→ Exercise: Return only the lines running from the first line of the listing through the one with "on every subcommand.", unchanged.

→ Data provided:
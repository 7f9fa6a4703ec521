//! CLI argument definitions using the clap derive API.
//!
//! This module is the *only* place that knows about argument names, aliases,
//! help text, and value enums.  No business logic lives here.

use std::path::PathBuf;

use clap::{Args, Parser, Subcommand, ValueEnum};

use infraplate_core::{application::OverwritePolicy, domain::SourceKind};

pub mod global;
pub use global::{GlobalArgs, LogFormat, OutputFormat};

// ── Top-level CLI ─────────────────────────────────────────────────────────────

/// Main CLI entry-point.
#[derive(Debug, Parser)]
#[command(
    name    = "infraplate",
    bin_name = "infraplate",
    version  = env!("CARGO_PKG_VERSION"),
    author   = env!("CARGO_PKG_AUTHORS"),
    about    = "Render Terraform, Kubernetes and JSON templates from platform blueprints",
    long_about = "infraplate fetches a blueprint or stack from the platform API, \
                  flattens it into variables and renders a template tree into \
                  validated infrastructure files.",
    after_help = "EXAMPLES:\n\
        \x20 infraplate generate blueprint shop -t ./templates -o ./out\n\
        \x20 infraplate generate stack 3f2a...c9 --vars staging.yaml --strict\n\
        \x20 infraplate list-variables blueprint shop --filter resources\n\
        \x20 infraplate completions bash > /usr/share/bash-completion/completions/infraplate",
    arg_required_else_help = true,
    subcommand_required    = true,
)]
pub struct Cli {
    /// Flags available on every subcommand.
    #[command(flatten)]
    pub global: GlobalArgs,

    /// Subcommand to execute.
    #[command(subcommand)]
    pub command: Commands,
}

// ── Subcommands ───────────────────────────────────────────────────────────────

/// All available subcommands.
#[derive(Debug, Subcommand)]
pub enum Commands {
    /// Render a template tree for a blueprint or stack.
    #[command(
        visible_alias = "gen",
        about = "Render templates into an output directory",
        after_help = "EXAMPLES:\n\
            \x20 infraplate generate blueprint shop\n\
            \x20 infraplate generate blueprint shop -t infra/templates -o infra/out --atomic\n\
            \x20 infraplate generate stack shop-prod --from-dir ./snapshots --dry-run"
    )]
    Generate(GenerateArgs),

    /// Show every variable a template can reference.
    #[command(
        visible_alias = "vars",
        about = "List the variables available to templates",
        after_help = "EXAMPLES:\n\
            \x20 infraplate list-variables blueprint shop\n\
            \x20 infraplate list-variables stack shop-prod --filter resources --format plain\n\
            \x20 infraplate list-variables blueprint shop --vars overrides.json --format json"
    )]
    ListVariables(ListVariablesArgs),

    /// Initialise an infraplate configuration file.
    #[command(
        about = "Initialise configuration",
        after_help = "EXAMPLES:\n\
            \x20 infraplate init\n\
            \x20 infraplate init --force"
    )]
    Init(InitArgs),

    /// Generate shell completion scripts.
    #[command(
        about = "Generate shell completions",
        after_help = "EXAMPLES:\n\
            \x20 infraplate completions bash > ~/.local/share/bash-completion/completions/infraplate\n\
            \x20 infraplate completions zsh  > ~/.zfunc/_infraplate\n\
            \x20 infraplate completions fish > ~/.config/fish/completions/infraplate.fish"
    )]
    Completions(CompletionsArgs),

    /// Inspect the effective configuration.
    #[command(
        about = "Configuration management",
        subcommand,
        after_help = "EXAMPLES:\n\
            \x20 infraplate config get api.url\n\
            \x20 infraplate config list\n\
            \x20 infraplate config path"
    )]
    Config(ConfigCommands),
}

// ── data source ───────────────────────────────────────────────────────────────

/// Where blueprint and stack payloads come from.
#[derive(Debug, Clone, Default, Args)]
pub struct SourceArgs {
    /// Platform API base URL.
    #[arg(
        long = "api-url",
        value_name = "URL",
        env = "INFRAPLATE_API_URL",
        help = "Platform API base URL"
    )]
    pub api_url: Option<String>,

    /// Bearer token for the platform API.
    #[arg(
        long = "api-key",
        value_name = "KEY",
        env = "INFRAPLATE_API_KEY",
        hide_env_values = true,
        help = "Platform API key"
    )]
    pub api_key: Option<String>,

    /// Request timeout in seconds.
    #[arg(long = "timeout", value_name = "SECS", help = "API request timeout in seconds")]
    pub timeout: Option<u64>,

    /// Read exported payloads from a directory instead of the API.
    #[arg(
        long = "from-dir",
        value_name = "DIR",
        help = "Read blueprints/stacks from DIR/<kind>s/<id>.{json,yaml} instead of the API"
    )]
    pub from_dir: Option<PathBuf>,
}

// ── generate ──────────────────────────────────────────────────────────────────

/// Arguments for `infraplate generate`.
#[derive(Debug, Args)]
pub struct GenerateArgs {
    #[arg(value_enum, value_name = "KIND", help = "What to render from")]
    pub kind: KindArg,

    /// Name or UUID.
    #[arg(value_name = "IDENTIFIER", help = "Blueprint/stack name or UUID")]
    pub identifier: String,

    #[arg(
        short = 't',
        long = "templates",
        value_name = "DIR",
        env = "INFRAPLATE_TEMPLATE_DIR",
        default_value = "templates",
        help = "Template directory"
    )]
    pub templates: PathBuf,

    /// Defaults to `output.dir` from the configuration.
    #[arg(
        short = 'o',
        long = "output",
        value_name = "DIR",
        env = "INFRAPLATE_OUTPUT_DIR",
        help = "Output directory"
    )]
    pub output: Option<PathBuf>,

    #[arg(long = "vars", value_name = "FILE", help = "Custom variables (JSON or YAML)")]
    pub vars: Option<PathBuf>,

    #[arg(long = "strict", help = "Fail files that reference missing variables")]
    pub strict: bool,

    #[arg(long = "atomic", help = "Write nothing unless every file renders cleanly")]
    pub atomic: bool,

    #[arg(long = "dry-run", help = "Render and validate without writing")]
    pub dry_run: bool,

    #[arg(
        long = "overwrite",
        value_enum,
        value_name = "POLICY",
        help = "What to do with existing output files"
    )]
    pub overwrite: Option<OverwriteArg>,

    #[arg(
        short = 'j',
        long = "jobs",
        value_name = "N",
        value_parser = clap::value_parser!(u16).range(1..),
        help = "Render worker threads (default: one per core)"
    )]
    pub jobs: Option<u16>,

    #[command(flatten)]
    pub source: SourceArgs,
}

// ── list-variables ────────────────────────────────────────────────────────────

/// Arguments for `infraplate list-variables`.
#[derive(Debug, Args)]
pub struct ListVariablesArgs {
    #[arg(value_enum, value_name = "KIND", help = "What to list variables for")]
    pub kind: KindArg,

    #[arg(value_name = "IDENTIFIER", help = "Blueprint/stack name or UUID")]
    pub identifier: String,

    #[arg(long = "vars", value_name = "FILE", help = "Merge custom variables first")]
    pub vars: Option<PathBuf>,

    #[arg(long = "filter", value_name = "PREFIX", help = "Only paths under PREFIX")]
    pub filter: Option<String>,

    /// Also list the `blueprint.`/`stack.` namespaced duplicates.
    #[arg(long = "aliases", help = "Include namespaced alias paths")]
    pub aliases: bool,

    #[arg(
        long = "format",
        value_enum,
        default_value = "table",
        help = "Listing format"
    )]
    pub format: ListFormat,

    #[command(flatten)]
    pub source: SourceArgs,
}

/// Output format for `list-variables`.
#[derive(Debug, Clone, Copy, PartialEq, Eq, ValueEnum)]
pub enum ListFormat {
    /// Grouped by root key.
    Table,
    /// One `path<TAB>type<TAB>sample` line per variable.
    Plain,
    /// JSON document.
    Json,
}

// ── init ──────────────────────────────────────────────────────────────────────

/// Arguments for `infraplate init`.
#[derive(Debug, Args)]
pub struct InitArgs {
    /// Overwrite an existing config file.
    #[arg(short = 'f', long = "force", help = "Overwrite existing configuration")]
    pub force: bool,
}

// ── completions ───────────────────────────────────────────────────────────────

/// Arguments for `infraplate completions`.
#[derive(Debug, Args)]
pub struct CompletionsArgs {
    /// Target shell.
    #[arg(value_enum, help = "Shell to generate completions for")]
    pub shell: Shell,
}

/// Supported shells for completion generation.
#[derive(Debug, Clone, Copy, ValueEnum)]
pub enum Shell {
    Bash,
    Zsh,
    Fish,
    PowerShell,
    Elvish,
}

// ── config subcommands ────────────────────────────────────────────────────────

/// Subcommands for `infraplate config`.
#[derive(Debug, Subcommand)]
pub enum ConfigCommands {
    /// Print the value of a configuration key.
    Get {
        /// Dotted key path, e.g. `api.url`.
        key: String,
    },
    /// Print all configuration values.
    List,
    /// Print the path to the active configuration file.
    Path,
}

// ── value enums ───────────────────────────────────────────────────────────────

/// Resource kinds the platform serves.
#[derive(Debug, Clone, Copy, PartialEq, Eq, ValueEnum)]
pub enum KindArg {
    #[value(alias = "bp")]
    Blueprint,
    Stack,
}

impl From<KindArg> for SourceKind {
    fn from(kind: KindArg) -> Self {
        match kind {
            KindArg::Blueprint => SourceKind::Blueprint,
            KindArg::Stack => SourceKind::Stack,
        }
    }
}

/// Existing-file policy.
#[derive(Debug, Clone, Copy, PartialEq, Eq, ValueEnum)]
pub enum OverwriteArg {
    /// Replace, with a warning.
    Overwrite,
    /// Keep the existing file, with a warning.
    Skip,
    /// Fail that file.
    Fail,
}

impl From<OverwriteArg> for OverwritePolicy {
    fn from(arg: OverwriteArg) -> Self {
        match arg {
            OverwriteArg::Overwrite => OverwritePolicy::Overwrite,
            OverwriteArg::Skip => OverwritePolicy::Skip,
            OverwriteArg::Fail => OverwritePolicy::Fail,
        }
    }
}

// ── tests ─────────────────────────────────────────────────────────────────────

→ Answer:
repository 7f9fa6a4703ec521
//! CLI argument definitions using the clap derive API.
//!
//! This module is the *only* place that knows about argument names, aliases,
//! help text, and value enums.  No business logic lives here.

use std::path::PathBuf;

use clap::{Args, Parser, Subcommand, ValueEnum};

use infraplate_core::{application::OverwritePolicy, domain::SourceKind};

pub mod global;
pub use global::{GlobalArgs, LogFormat, OutputFormat};

// ── Top-level CLI ─────────────────────────────────────────────────────────────

/// Main CLI entry-point.
#[derive(Debug, Parser)]
#[command(
    name    = "infraplate",
    bin_name = "infraplate",
    version  = env!("CARGO_PKG_VERSION"),
    author   = env!("CARGO_PKG_AUTHORS"),
    about    = "Render Terraform, Kubernetes and JSON templates from platform blueprints",
    long_about = "infraplate fetches a blueprint or stack from the platform API, \
                  flattens it into variables and renders a template tree into \
                  validated infrastructure files.",
    after_help = "EXAMPLES:\n\
        \x20 infraplate generate blueprint shop -t ./templates -o ./out\n\
        \x20 infraplate generate stack 3f2a...c9 --vars staging.yaml --strict\n\
        \x20 infraplate list-variables blueprint shop --filter resources\n\
        \x20 infraplate completions bash > /usr/share/bash-completion/completions/infraplate",
    arg_required_else_help = true,
    subcommand_required    = true,
)]
pub struct Cli {
    /// Flags available on every subcommand.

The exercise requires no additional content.